Não se compreende a salvação total sem a Cruz, aceite por amor e como expressão — a mais alta — do amor. É quanto eu já disse na Carta Apostólica Salvifici doloris (cf. n. 13). Todos, não só os irmãos e as irmãs atingidos por deficiência, somos chamados a acolher a cruz e cada um tem a sua cruz: "Quem não tomar a sua cruz... não pode ser Meu discípulo" (Lc. 14, 27), diz Jesus.

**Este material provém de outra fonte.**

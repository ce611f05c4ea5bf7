//! Expansion state of the navigation tree

use serde::Serialize;
use std::collections::BTreeSet;
use std::fmt;

/// Joins a category id and a sub-group key into a sub-group node id.
pub const SUB_GROUP_SEPARATOR: &str = "--";

/// Identifies an expandable node in the sidebar tree.
///
/// Either a bare category id (`"string"`) or a sub-group scoped to its
/// category (`"string--URL"`). Scoping keeps two categories that reuse a
/// sub-group key independent of each other.
#[derive(Debug, Clone, PartialEq, Eq, PartialOrd, Ord, Hash, Serialize)]
#[serde(transparent)]
pub struct NodeId(String);

impl NodeId {
    /// Node id of a category.
    pub fn category(category_id: &str) -> Self {
        Self(category_id.to_string())
    }

    /// Node id of a sub-group within a category.
    pub fn sub_group(category_id: &str, key: &str) -> Self {
        Self(format!("{}{}{}", category_id, SUB_GROUP_SEPARATOR, key))
    }

    pub fn as_str(&self) -> &str {
        &self.0
    }
}

impl fmt::Display for NodeId {
    fn fmt(&self, f: &mut fmt::Formatter<'_>) -> fmt::Result {
        f.write_str(&self.0)
    }
}

impl From<&str> for NodeId {
    fn from(value: &str) -> Self {
        Self(value.to_string())
    }
}

impl From<String> for NodeId {
    fn from(value: String) -> Self {
        Self(value)
    }
}

/// The set of expanded node ids.
///
/// A value type: transitions return a new state and leave the receiver
/// untouched. Ordered so that iteration and debug output are stable.
#[derive(Debug, Clone, Default, PartialEq, Eq, Serialize)]
#[serde(transparent)]
pub struct NavigationState {
    expanded: BTreeSet<NodeId>,
}

impl NavigationState {
    /// A state with nothing expanded.
    pub fn new() -> Self {
        Self::default()
    }

    /// Whether `node` is expanded.
    pub fn contains(&self, node: &NodeId) -> bool {
        self.expanded.contains(node)
    }

    /// Symmetric difference with `{node}`: collapses an expanded node,
    /// expands a collapsed one.
    #[must_use]
    pub fn toggled(&self, node: &NodeId) -> Self {
        let mut expanded = self.expanded.clone();
        if !expanded.remove(node) {
            expanded.insert(node.clone());
        }
        Self { expanded }
    }

    /// Union with `nodes`. Never removes anything.
    #[must_use]
    pub fn with_expanded<I>(&self, nodes: I) -> Self
    where
        I: IntoIterator<Item = NodeId>,
    {
        let mut expanded = self.expanded.clone();
        expanded.extend(nodes);
        Self { expanded }
    }

    /// Whether every node expanded in `other` is also expanded here.
    pub fn is_superset(&self, other: &NavigationState) -> bool {
        self.expanded.is_superset(&other.expanded)
    }

    pub fn iter(&self) -> impl Iterator<Item = &NodeId> {
        self.expanded.iter()
    }

    pub fn len(&self) -> usize {
        self.expanded.len()
    }

    pub fn is_empty(&self) -> bool {
        self.expanded.is_empty()
    }
}

impl FromIterator<NodeId> for NavigationState {
    fn from_iter<I: IntoIterator<Item = NodeId>>(iter: I) -> Self {
        Self {
            expanded: iter.into_iter().collect(),
        }
    }
}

Na aceitação da Cruz, o sofrimento transforma-se e assume o seu pleno significado: o do amor alegre. Tema ajuda fundamental, que devemos oferecer aos nossos irmãos e irmãs que sofrem, é a de nos tornarmos acreditáveis mediante obras de amor, a fim de que eles sejam ajudados a aceitar o misterioso desígnio divino a respeito da própria Cruz.
5. A Cruz, por sua vez, contém uma intrínseca e insubstituível orientação para a vitória da Ressurreição. A meta da salvação redentora é a recuperação do inteiro ser humano: espiritual e físico, da alma e do corpo. Assim há-de ser na fase definitiva do Reino de Deus.
Daqui nasce a urgência imprescindível do empenho do cristão por antecipar a plenitude de vida e de alegria que há-de constituir a experiência da eternidade.
Como antecipar tal plenitude de vida e de alegria, tal vitória no sofrimento também no corpo?
Isto se realiza antes de tudo na união das mentes e dos corações, na efectiva partilha do sofrimento. A este respeito, escutemos a voz do Apóstolo Paulo: "Acolhei-vos uns aos outros, como também Cristo vos acolheu" (Rom. 15, 7); "Ajudai-vos uns aos outros a carregar os vossos fardos" (Gál. 6, 2). É preciso que carreguemos realmente tais fardos, se queremos ser cristãos; de contrário corremos o risco de tornar inútil, em situações concretas, a Palavra de Deus sobre o sofrimento, que dificilmente poderá ser aceite por quem não está por ele marcado em profundidade. É necessário criar com os nossos irmãos atingidos por deficiência um clima de verdadeiro amor, uma relação de intensa e não fugidia partilha.
O amor transfigura, o amor faz acolher, o amor torna possível antes de mais o milagre da transformação do coração, da interiorização do desígnio divino sobre o sofrimento. Estes nossos irmãos e irmãs devem sentir-se efectivamente tais no meio de nós e não só dos assistidos. A respeito disto, as comunidades cristãs devem oferecer sinais evidentes de credibilidade, a fim de que os irmãos atingidos por deficiências não se sintam estranhos na casa comum que é a Igreja. O amor para com eles deve ser genuíno, pessoal e directo. Não se pode cuidar destes nossos irmãos por outros fins — que facilmente podem estar por baixo — que não sejam do seu único bem, da satisfação das suas justas expectativas.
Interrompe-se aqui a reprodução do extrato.